(a) Each independent review organization selected by the Director to review external appeals must be certified every 2 years by the Director.
(b) The Director shall be responsible for developing, applying, and enforcing certification standards for independent review organizations. These standards shall ensure that an independent review organization:
(1) Properly maintains a policy involving the review of the appeal in strict confidence pursuant to rules established by the Director;
(2) Uses only qualified professional and medical reviewers in any review; and
(3) Demonstrates an ability to render decisions in an equitable and timely manner and consistent with this chapter.
(c) An independent review organization may not be a subsidiary of, or in any way owned or controlled by a health benefits plan, insurer, or trade association of health care providers.
(d) The Director shall develop an application form for certifying an independent review organization that contains a description of the organization, including names, biographical sketches of all directors, officers, and executives of the organization.
(e) The independent review organization shall submit to the Director the following information, for purposes of creating a file of public records, upon initial application for certification, and thereafter upon any change to any of this information:
(1) The names of all stockholders and owners of more than 5% of any stock or options, if it is a publicly held organization;
(2) The names of all holders of bonds or notes in excess of $100,000 if any;
(3) The names of all corporations and organizations that the independent review organization controls or is affiliated with and the nature and extent of any ownership or control, including the affiliated organization's type of business; and
(4) The names of all directors, officers, and executives of the independent organization, as well as a statement regarding any relationships the directors, officers, and executives may have with any health care plan, disability insurer, managed care organization, provider group or board or committee.
(f)(1) The independent review organization shall not have any material professional, familial, or financial conflict of interest with any of the following:
(A) The insurer;
(B) Any officer, director, or management employee of the insurer;
(C) The physician, the physician's medical group, or the independent practice association or the treating provider proposing the service or treatment;
(D) The institution at which the service or treatment would be provided;
(E) The development or manufacture of the principal drug, device, procedure, or other therapy proposed for the member whose treatment is under review.
(2) For the purposes of this subsection, the term “conflict of interest” shall not be interpreted to include a contract under which an academic medical center, or other similar medical research center, provides health services to the insurer's member, except as subject to the requirement of paragraph (1)(D) of this subsection, affiliations which are limited to staff privileges at a health facility; or an independent review organization's participation as a contracting insurer's provider where the independent review organization is affiliated with an academic medical center, or other similar medical research center, that is acting as an independent review organization under this section.
(g) The independent review organization shall have a quality assurance mechanism in place that ensures the timeliness and quality of the reviews, the qualifications and independence of the experts, and the confidentiality of medical records and review materials.
(h) Neither an independent review organization nor an individual working for an external review panel pursuant to this chapter shall be held liable for any recommendation presented by the independent review organization, except in cases of gross negligence, recklessness, or intentional misconduct.
(i) An insurer, bound by the decision of the independent review entity, shall not be liable for following such decision.

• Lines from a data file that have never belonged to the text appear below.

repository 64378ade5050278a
// src/utils/mod.rs
pub mod error;
pub mod logging;

pub use error::AppError; // Re-export main error type for convenience
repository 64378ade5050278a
// src/extractors/districts.rs
use crate::volby::models::DistrictIndex;
use once_cell::sync::Lazy;
use scraper::{Html, Selector};
use url::Url;

// Shape of a district listing row on the landing page.
const MIN_ROW_CELLS: usize = 2;
const MIN_ROW_LINKS: usize = 3;
const NAME_CELL: usize = 1;
const DISTRICT_LINK: usize = 2;

static TABLE_ROW_SELECTOR: Lazy<Selector> = Lazy::new(|| {
    Selector::parse("table tr").expect("Failed to compile TABLE_ROW_SELECTOR")
});
static CELL_SELECTOR: Lazy<Selector> = Lazy::new(|| {
    Selector::parse("td").expect("Failed to compile CELL_SELECTOR")
});
static LINK_SELECTOR: Lazy<Selector> = Lazy::new(|| {
    Selector::parse("a").expect("Failed to compile LINK_SELECTOR")
});

/// Builds the district index from the national landing page.
///
/// Rows that do not look like a district listing (too few cells or links,
/// empty name, link without `href`) are skipped.
pub fn build_district_index(document: &Html, base_url: &Url) -> DistrictIndex {
    let mut districts = DistrictIndex::new();

    for row in document.select(&TABLE_ROW_SELECTOR) {
        let cells: Vec<_> = row.select(&CELL_SELECTOR).collect();
        let links: Vec<_> = row.select(&LINK_SELECTOR).collect();
        if cells.len() < MIN_ROW_CELLS || links.len() < MIN_ROW_LINKS {
            continue;
        }

        let name = cells[NAME_CELL].text().collect::<String>();
        let name = name.trim();
        let Some(href) = links[DISTRICT_LINK].value().attr("href") else {
            continue;
        };
        if name.is_empty() || href.is_empty() {
            continue;
        }

        match base_url.join(href) {
            Ok(url) => {
                districts.insert(name.to_lowercase(), url.to_string());
            }
            Err(e) => tracing::debug!("Skipping district '{}' with bad link '{}': {}", name, href, e),
        }
    }

    tracing::debug!("Found {} districts on the landing page", districts.len());
    districts
}
// src/utils/logging.rs
use tracing_subscriber::{fmt, EnvFilter};

/// Our own progress at INFO; reqwest/hyper chatter only when it is a warning.
const DEFAULT_DIRECTIVES: &str = "warn,volby_scraper=info";

fn env_filter(rust_log: Option<&str>) -> EnvFilter {
    match rust_log {
        Some(directives) if !directives.trim().is_empty() => EnvFilter::new(directives),
        _ => EnvFilter::new(DEFAULT_DIRECTIVES),
    }
}

/// Sets up the logging framework using tracing_subscriber.
/// `RUST_LOG` overrides the default per-crate levels.
/// Logs go to stderr; stdout carries only the user-facing progress and saved-file lines.
pub fn setup_logging() {
    let rust_log = std::env::var("RUST_LOG").ok();

    fmt()
        .with_env_filter(env_filter(rust_log.as_deref()))
        .with_writer(std::io::stderr)
        .with_target(false)
        .init();

    tracing::debug!("Logging setup complete.");
}
// src/volby/client.rs
use crate::utils::error::FetchError;
use crate::volby::models::{DistrictUnit, ScrapeConfig};
use reqwest::header;
use scraper::Html;
use std::time::Duration;

const VOLBY_USER_AGENT: &str = concat!("volby_scraper/", env!("CARGO_PKG_VERSION"));

/// Creates a reqwest client configured for volby.cz interaction.
fn build_volby_client(timeout: Duration) -> Result<reqwest::Client, reqwest::Error> {
    reqwest::Client::builder()
        .user_agent(VOLBY_USER_AGENT)
        .timeout(timeout)
        .build()
}

/// Page fetcher shared by every stage of the pipeline.
pub struct VolbyClient {
    http: reqwest::Client,
    request_delay: Duration,
}

impl VolbyClient {
    pub fn new(config: &ScrapeConfig) -> Result<Self, FetchError> {
        Ok(Self {
            http: build_volby_client(config.timeout)?,
            request_delay: config.request_delay,
        })
    }

    /// Downloads a page body. Non-2xx responses are errors.
    pub async fn download_page(&self, url: &str) -> Result<String, FetchError> {
        tracing::debug!("Downloading page: {}", url);

        let response = self.http.get(url)
            .header(header::ACCEPT, "text/html,*/*")
            .send()
            .await?; // Propagates reqwest::Error as FetchError::Network

        let status = response.status();
        if !status.is_success() {
            tracing::error!("HTTP error status: {} for URL: {}", status, url);
            return Err(FetchError::Http { status, url: url.to_string() });
        }

        let body = response.text().await?;
        tracing::debug!("Successfully downloaded {} bytes from {}", body.len(), url);

        Ok(body)
    }

    /// Fetches and parses a page. Any failure is logged and turned into `None`.
    pub async fn fetch_document(&self, url: &str) -> Option<Html> {
        match self.download_page(url).await {
            Ok(body) => Some(Html::parse_document(&body)),
            Err(e) => {
                tracing::warn!("Unable to process the request for {}: {}", url, e);
                None
            }
        }
    }

    /// One municipality's unit of work: fetch its page, then pause before the next request.
    pub async fn fetch_unit(&self, unit: &DistrictUnit) -> Option<Html> {
        let document = self.fetch_document(&unit.url).await;
        if !self.request_delay.is_zero() {
            tokio::time::sleep(self.request_delay).await;
        }
        document
    }
}
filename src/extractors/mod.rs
// src/extractors/mod.rs
pub mod districts;
pub mod parties;
pub mod turnout;
pub mod units;

pub use districts::build_district_index;
pub use parties::{extract_party_votes, PartyVocabulary};
pub use turnout::extract_turnout;
pub use units::extract_units;
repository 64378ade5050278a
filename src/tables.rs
// src/tables.rs
use crate::utils::AppError;
use std::collections::{BTreeSet, HashMap};

/// Municipality name column shared by both collected tables.
pub const JOIN_KEY: &str = "Obec";
pub const UNIT_CODE_COLUMN: &str = "Číslo obce";

/// Header labels that lose their whitespace when cell text is flattened
/// around `<br>`, with the label they should read as.
const CANONICAL_HEADERS: &[(&str, &str)] = &[
    ("Voličiv seznamu", "Voliči v seznamu"),
    ("Vydanéobálky", "Vydané obálky"),
    ("Volebníúčast v %", "Volební účast v %"),
    ("Odevzdanéobálky", "Odevzdané obálky"),
    ("Platnéhlasy", "Platné hlasy"),
    ("% platnýchhlasů", "% platných hlasů"),
];

/// A header plus string rows. Rows are not forced to the header's width.
#[derive(Debug, Clone, Default, PartialEq, Eq)]
pub struct Table {
    pub header: Vec<String>,
    pub rows: Vec<Vec<String>>,
}

impl Table {
    pub fn new(header: Vec<String>, rows: Vec<Vec<String>>) -> Self {
        Self { header, rows }
    }
}

pub fn canonical_header(label: &str) -> &str {
    CANONICAL_HEADERS
        .iter()
        .find(|&&(malformed, _)| malformed == label)
        .map_or(label, |&(_, fixed)| fixed)
}

fn canonicalize(header: &[String]) -> Vec<String> {
    header.iter().map(|h| canonical_header(h).to_string()).collect()
}

/// Full outer join of two tables on [`JOIN_KEY`].
///
/// Columns are the left header followed by the right header without the key.
/// Rows come out ordered by key; a side with no row for a key contributes
/// empty fields.
pub fn merge_tables(left: &Table, right: &Table) -> Result<Table, AppError> {
    let left_header = canonicalize(&left.header);
    let right_header = canonicalize(&right.header);

    let left_key = left_header.iter().position(|h| h == JOIN_KEY).ok_or_else(|| {
        AppError::Processing(format!("turnout table has no '{}' column", JOIN_KEY))
    })?;
    let right_key = right_header.iter().position(|h| h == JOIN_KEY).ok_or_else(|| {
        AppError::Processing(format!("party table has no '{}' column", JOIN_KEY))
    })?;

    let mut header = left_header.clone();
    header.extend(
        right_header.iter().enumerate()
            .filter(|(i, _)| *i != right_key)
            .map(|(_, h)| h.clone()),
    );

    let key_of = |row: &[String], idx: usize| row.get(idx).cloned().unwrap_or_default();

    let mut left_by_key: HashMap<String, Vec<&Vec<String>>> = HashMap::new();
    for row in &left.rows {
        left_by_key.entry(key_of(row, left_key)).or_default().push(row);
    }
    let mut right_by_key: HashMap<String, &Vec<String>> = HashMap::new();
    for row in &right.rows {
        right_by_key.entry(key_of(row, right_key)).or_insert(row);
    }

    let keys: BTreeSet<&String> = left_by_key.keys().chain(right_by_key.keys()).collect();
    let right_width = right_header.len().saturating_sub(1);

    let mut rows = Vec::new();
    for key in keys {
        let right_fields: Vec<String> = match right_by_key.get(key) {
            Some(row) => row.iter().enumerate()
                .filter(|(i, _)| *i != right_key)
                .map(|(_, v)| v.clone())
                .collect(),
            None => vec![String::new(); right_width],
        };

        match left_by_key.get(key) {
            Some(left_rows) => {
                for left_row in left_rows {
                    let mut row = (*left_row).clone();
                    row.extend(right_fields.iter().cloned());
                    rows.push(row);
                }
            }
            None => {
                let mut row = vec![String::new(); left_header.len()];
                row[left_key] = key.clone();
                row.extend(right_fields);
                rows.push(row);
            }
        }
    }

    tracing::debug!("Merged {} + {} rows into {}", left.rows.len(), right.rows.len(), rows.len());
    Ok(Table { header, rows })
}
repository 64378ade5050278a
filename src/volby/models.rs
// src/volby/models.rs
use std::collections::HashMap;
use std::time::Duration;

/// Landing page listing every district of the 2017 Chamber of Deputies election.
pub const DEFAULT_HOME_URL: &str = "https://www.volby.cz/pls/ps2017nss/ps3?xjazyk=CZ";
/// Base that relative district links on the landing page resolve against.
pub const DEFAULT_BASE_URL: &str = "https://www.volby.cz/pls/ps2017nss/";
pub const DEFAULT_REQUEST_DELAY_MS: u64 = 1000;
pub const DEFAULT_TIMEOUT_SECS: u64 = 10;

/// Runtime settings for talking to volby.cz.
#[derive(Debug, Clone)]
pub struct ScrapeConfig {
    pub home_url: String,
    pub base_url: String,
    /// Pause after every municipality fetch. Rate limit towards the source site.
    pub request_delay: Duration,
    pub timeout: Duration,
}

impl Default for ScrapeConfig {
    fn default() -> Self {
        Self {
            home_url: DEFAULT_HOME_URL.to_string(),
            base_url: DEFAULT_BASE_URL.to_string(),
            request_delay: Duration::from_millis(DEFAULT_REQUEST_DELAY_MS),
            timeout: Duration::from_secs(DEFAULT_TIMEOUT_SECS),
        }
    }
}

/// Lower-cased district name -> district page URL.
pub type DistrictIndex = HashMap<String, String>;

/// One municipality ("obec") listed on a district page.
#[derive(Debug, Clone, PartialEq, Eq)]
pub struct DistrictUnit {
    pub name: String,
    pub url: String,
    /// Value of the `xobec` query parameter, if the link carried one.
    pub code: Option<String>,
}

/// Municipalities of one district in page order, unique by name.
#[derive(Debug, Clone, Default)]
pub struct UnitIndex {
    units: Vec<DistrictUnit>,
    by_name: HashMap<String, usize>,
}

impl UnitIndex {
    pub fn new() -> Self {
        Self::default()
    }

    /// Inserts a unit. A repeated name replaces the earlier entry but keeps its position.
    pub fn insert(&mut self, unit: DistrictUnit) {
        match self.by_name.get(&unit.name) {
            Some(&idx) => self.units[idx] = unit,
            None => {
                self.by_name.insert(unit.name.clone(), self.units.len());
                self.units.push(unit);
            }
        }
    }

    pub fn iter(&self) -> impl Iterator<Item = &DistrictUnit> {
        self.units.iter()
    }

    pub fn len(&self) -> usize {
        self.units.len()
    }

    pub fn is_empty(&self) -> bool {
        self.units.is_empty()
    }
}

impl FromIterator<DistrictUnit> for UnitIndex {
    fn from_iter<I: IntoIterator<Item = DistrictUnit>>(iter: I) -> Self {
        let mut index = UnitIndex::new();
        for unit in iter {
            index.insert(unit);
        }
        index
    }
}
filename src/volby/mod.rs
// src/volby/mod.rs
pub mod client;
pub mod models;

pub use client::VolbyClient;
// src/collectors.rs
use crate::extractors::{extract_party_votes, extract_turnout, PartyVocabulary};
use crate::tables::{Table, JOIN_KEY, UNIT_CODE_COLUMN};
use crate::volby::models::UnitIndex;
use crate::volby::VolbyClient;
use std::collections::HashMap;

/// Vote count written for a party the unit did not report.
const MISSING_VOTES: &str = "0";

/// Collects the turnout summary of every unit.
///
/// The header comes from the first page that parsed. Units whose page could
/// not be loaded or has no table are left out.
pub async fn collect_turnout(client: &VolbyClient, units: &UnitIndex) -> Table {
    let mut labels: Option<Vec<String>> = None;
    let mut rows = Vec::new();

    for (i, unit) in units.iter().enumerate() {
        tracing::info!("Turnout {}/{}: {}", i + 1, units.len(), unit.name);

        let Some(document) = client.fetch_unit(unit).await else {
            tracing::warn!("Skipping district unit '{}' due to a loading error.", unit.name);
            continue;
        };
        let Some(summary) = extract_turnout(&document) else {
            tracing::warn!("No turnout table for '{}', skipping.", unit.name);
            continue;
        };

        let expected = labels.get_or_insert_with(|| summary.labels.clone());
        if summary.values.len() != expected.len() {
            // Left as-is; the row will not line up with the header.
            tracing::warn!(
                "'{}' has {} turnout values, header has {} columns",
                unit.name, summary.values.len(), expected.len()
            );
        }

        let mut row = vec![unit.code.clone().unwrap_or_default(), unit.name.clone()];
        row.extend(summary.values);
        rows.push(row);
    }

    let mut header = vec![UNIT_CODE_COLUMN.to_string(), JOIN_KEY.to_string()];
    header.extend(labels.unwrap_or_default());
    Table::new(header, rows)
}

/// Collects per-party vote counts of every unit.
///
/// Party columns are discovered while walking the units and ordered by party
/// number once all of them are seen; a party missing from a unit reads "0".
pub async fn collect_party_results(client: &VolbyClient, units: &UnitIndex) -> Table {
    let mut vocabulary = PartyVocabulary::new();
    let mut unit_votes: Vec<(String, HashMap<String, String>)> = Vec::new();

    for (i, unit) in units.iter().enumerate() {
        tracing::info!("Processing district unit {}/{}: {}", i + 1, units.len(), unit.name);

        let Some(document) = client.fetch_unit(unit).await else {
            tracing::warn!("Skipping district unit '{}' due to a loading error.", unit.name);
            continue;
        };

        let Some(party_votes) = extract_party_votes(&document) else {
            tracing::warn!("No party tables for '{}', skipping.", unit.name);
            continue;
        };

        let mut votes = HashMap::new();
        for vote in party_votes {
            vocabulary.observe(&vote);
            votes.insert(vote.name, vote.votes);
        }
        tracing::debug!("'{}' reported {} parties", unit.name, votes.len());
        unit_votes.push((unit.name.clone(), votes));
    }

    let parties = vocabulary.finalize();
    let rows = unit_votes
        .into_iter()
        .map(|(name, votes)| {
            let mut row = vec![name];
            row.extend(parties.iter().map(|party| {
                votes.get(party).cloned().unwrap_or_else(|| MISSING_VOTES.to_string())
            }));
            row
        })
        .collect();

    let mut header = vec![JOIN_KEY.to_string()];
    header.extend(parties);
    Table::new(header, rows)
}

A determination by the independent review entity in favor of the insurer shall create a rebuttal presumption in any subsequent action at law that the insurer's coverage determination was appropriate.
(j) The Director shall, from time to time, enter into contracts with as many independent review organizations as the Director deems necessary to conduct the external appeals. The contracts shall set forth all terms which the Director deems necessary to ensure a member's right of appeal, including an assessment of separate costs to the insurer for the independent review organization review.
(k) As part of the contract process set forth in subsection (j) of this section, all independent review organizations shall submit to the Director and shall maintain a current list identifying all insurers, health care facilities, and other health care providers with whom the independent review organization maintains any health related business arrangements. The list shall include a brief description of the nature of any such arrangement.
(l) Upon receipt of any request for an external appeal, the Director shall assign that appeal to one of the approved independent review organizations on a random basis. The Director may reserve the right to deny any assignment to any independent review organization if the Director determines that making an assignment would result in a conflict of interest or would otherwise create an appearance of impropriety.
(m) The terms and conditions of a contract entered into pursuant to subsection (j) of this section shall provide that the reasonable direct costs of the external review process, not including costs of representation of a member, shall be paid by the insurer.
CREDIT(S)
(Apr. 27, 1999, D.C. Law 12-274, § 108, 46 DCR 1294.)
HISTORICAL AND STATUTORY NOTES
Prior Codifications
1981 Ed., § 32-571.8.
Legislative History of Laws
For legislative history of D.C. Law 12-274, see Historical and Statutory Notes following § 44-301.01.